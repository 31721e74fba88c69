//! Glue between the list view and its collaborators.

use crate::list_view::{Toast, ToastVariant};

pub mod list_view;

/// Shows user-facing notifications. Fire-and-forget.
pub trait Notifier {
    fn notify(&self, toast: &Toast);
}

/// Record-creation surface.
pub trait CreateAccountForm {
    /// Presents the form; `Some(true)` when a record was created.
    fn open(&mut self) -> Option<bool>;
}

/// Notifier that only writes notifications to the log.
#[derive(Debug, Default, Clone, Copy)]
pub struct LogNotifier;

impl Notifier for LogNotifier {
    fn notify(&self, toast: &Toast) {
        match toast.variant {
            ToastVariant::Success => log::info!("{} {}", toast.title, toast.message),
            ToastVariant::Error => log::warn!("{} {}", toast.title, toast.message),
        }
    }
}
use serde::Serialize;

use crate::domain::types::PageSize;
use crate::pagination::sequence::{PageButton, get_pages};

/// Current page, page size and total item count of a paginated list.
///
/// Every transition returns `true` when the page that should be displayed
/// needs to be fetched again.
#[derive(Clone, Copy, Debug, Serialize, PartialEq, Eq)]
pub struct PaginationState {
    current_page: usize,
    page_size: PageSize,
    total_item_count: usize,
}

impl Default for PaginationState {
    fn default() -> Self {
        Self::new(PageSize::default())
    }
}

impl PaginationState {
    pub fn new(page_size: PageSize) -> Self {
        Self {
            current_page: 1,
            page_size,
            total_item_count: 0,
        }
    }

    pub fn current_page(&self) -> usize {
        self.current_page
    }

    pub fn page_size(&self) -> PageSize {
        self.page_size
    }

    pub fn total_item_count(&self) -> usize {
        self.total_item_count
    }

    pub fn total_pages(&self) -> usize {
        self.total_item_count.div_ceil(self.page_size.get())
    }

    /// Page number shown to the user; zero when there is nothing to show.
    pub fn display_page_number(&self) -> usize {
        if self.total_item_count == 0 {
            0
        } else {
            self.current_page
        }
    }

    pub fn is_first_page(&self) -> bool {
        self.current_page <= 1
    }

    pub fn is_last_page(&self) -> bool {
        let total_pages = self.total_pages();
        total_pages == 0 || self.current_page == total_pages
    }

    /// Number of records to skip to reach the current page.
    pub fn offset(&self) -> usize {
        (self.current_page - 1) * self.page_size.get()
    }

    pub fn limit(&self) -> usize {
        self.page_size.get()
    }

    pub fn page_counter_info(&self) -> String {
        format!(
            "Page {} of {} • {} items per page",
            self.display_page_number(),
            self.total_pages(),
            self.page_size
        )
    }

    /// Buttons of the page strip for the current state.
    pub fn buttons(&self, max_buttons: usize) -> Vec<PageButton> {
        get_pages(self.current_page, self.total_pages(), max_buttons)
    }

    pub fn go_first(&mut self) -> bool {
        self.current_page = 1;
        true
    }

    pub fn go_last(&mut self) -> bool {
        self.current_page = self.total_pages().max(1);
        true
    }

    pub fn go_previous(&mut self) -> bool {
        if self.current_page > 1 {
            self.current_page -= 1;
            true
        } else {
            false
        }
    }

    pub fn go_next(&mut self) -> bool {
        if self.current_page * self.page_size.get() < self.total_item_count {
            self.current_page += 1;
            true
        } else {
            false
        }
    }

    /// Jumps to `page`, clamped into the range of known pages.
    pub fn go_to_page(&mut self, page: usize) -> bool {
        let last_page = self.total_pages().max(1);
        let target = page.clamp(1, last_page);
        if target != page {
            log::warn!("Requested page {page} is outside 1..={last_page}, using {target}");
        }
        self.current_page = target;
        true
    }

    pub fn set_page_size(&mut self, page_size: PageSize) -> bool {
        self.page_size = page_size;
        self.current_page = 1;
        true
    }

    /// Records the total reported by the last fetch.
    ///
    /// Returns `true` when the current page fell out of range and was moved
    /// back to the last page.
    pub fn set_total_item_count(&mut self, total_item_count: usize) -> bool {
        self.total_item_count = total_item_count;
        let last_page = self.total_pages().max(1);
        if self.current_page > last_page {
            self.current_page = last_page;
            true
        } else {
            false
        }
    }
}

#[cfg(test)]
mod tests {
    use super::*;

    fn state(page_size: usize, total: usize) -> PaginationState {
        let mut state = PaginationState::new(PageSize::new(page_size).unwrap());
        state.set_total_item_count(total);
        state
    }

    #[test]
    fn starts_on_first_page_with_default_size() {
        let state = PaginationState::default();

        assert_eq!(state.current_page(), 1);
        assert_eq!(state.limit(), 25);
        assert_eq!(state.offset(), 0);
        assert_eq!(state.total_pages(), 0);
        assert!(state.is_first_page());
        assert!(state.is_last_page());
        assert_eq!(state.display_page_number(), 0);
    }

    #[test]
    fn go_last_on_237_records() {
        let mut state = state(25, 237);

        assert_eq!(state.total_pages(), 10);
        assert!(state.go_last());
        assert_eq!(state.current_page(), 10);
        assert_eq!(state.offset(), 225);
        assert_eq!(state.limit(), 25);
        assert!(state.is_last_page());
        assert!(!state.is_first_page());
    }

    #[test]
    fn go_last_with_no_records_stays_on_first_page() {
        let mut state = state(25, 0);

        state.go_last();

        assert_eq!(state.current_page(), 1);
        assert_eq!(state.offset(), 0);
    }

    #[test]
    fn go_previous_is_noop_on_first_page() {
        let mut state = state(25, 100);

        assert!(!state.go_previous());
        assert_eq!(state.current_page(), 1);

        state.go_to_page(3);
        assert!(state.go_previous());
        assert_eq!(state.current_page(), 2);
    }

    #[test]
    fn go_next_stops_when_page_covers_the_total() {
        let mut state = state(25, 50);

        assert!(state.go_next());
        assert_eq!(state.current_page(), 2);
        assert!(!state.go_next());
        assert_eq!(state.current_page(), 2);
    }

    #[test]
    fn go_next_is_noop_without_records() {
        let mut state = state(25, 0);

        assert!(!state.go_next());
        assert_eq!(state.current_page(), 1);
    }

    #[test]
    fn go_to_page_is_clamped() {
        let mut state = state(10, 95);

        state.go_to_page(7);
        assert_eq!(state.current_page(), 7);
        state.go_to_page(42);
        assert_eq!(state.current_page(), 10);
        state.go_to_page(0);
        assert_eq!(state.current_page(), 1);
    }

    #[test]
    fn set_page_size_resets_to_first_page() {
        let mut state = state(10, 95);
        state.go_to_page(5);

        assert!(state.set_page_size(PageSize::new(50).unwrap()));

        assert_eq!(state.current_page(), 1);
        assert_eq!(state.limit(), 50);
        assert_eq!(state.total_pages(), 2);
    }

    #[test]
    fn shrinking_total_pulls_current_page_back() {
        let mut state = state(10, 95);
        state.go_last();

        assert!(state.set_total_item_count(31));
        assert_eq!(state.current_page(), 4);
        assert!(!state.set_total_item_count(40));
        assert_eq!(state.current_page(), 4);
    }

    #[test]
    fn counter_info_shows_zero_for_empty_lists() {
        assert_eq!(
            state(25, 0).page_counter_info(),
            "Page 0 of 0 • 25 items per page"
        );
        assert_eq!(
            state(25, 237).page_counter_info(),
            "Page 1 of 10 • 25 items per page"
        );
    }
}
//! Mock repository implementations for isolating the list view in tests.

use mockall::mock;

use crate::domain::account::AccountPage;
use crate::domain::metadata::{FilterField, ObjectInfo, PicklistOption};
use crate::domain::types::RecordTypeId;
use crate::repository::errors::RepositoryResult;
use crate::repository::{AccountListQuery, AccountReader, MetadataReader};

mock! {
    pub Repository {}

    impl AccountReader for Repository {
        fn list_accounts(&self, query: &AccountListQuery) -> RepositoryResult<AccountPage>;
        fn search_accounts(&self, query: &AccountListQuery) -> RepositoryResult<AccountPage>;
    }

    impl MetadataReader for Repository {
        fn object_info(&self) -> RepositoryResult<ObjectInfo>;
        fn picklist_values(
            &self,
            record_type_id: &RecordTypeId,
            field: FilterField,
        ) -> RepositoryResult<Vec<PicklistOption>>;
    }
}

• _What you need to do_
Reproduce every line of the material above that has the string "notify".

• _Answer section_
    fn notify(&self, toast: &Toast);
    fn notify(&self, toast: &Toast) {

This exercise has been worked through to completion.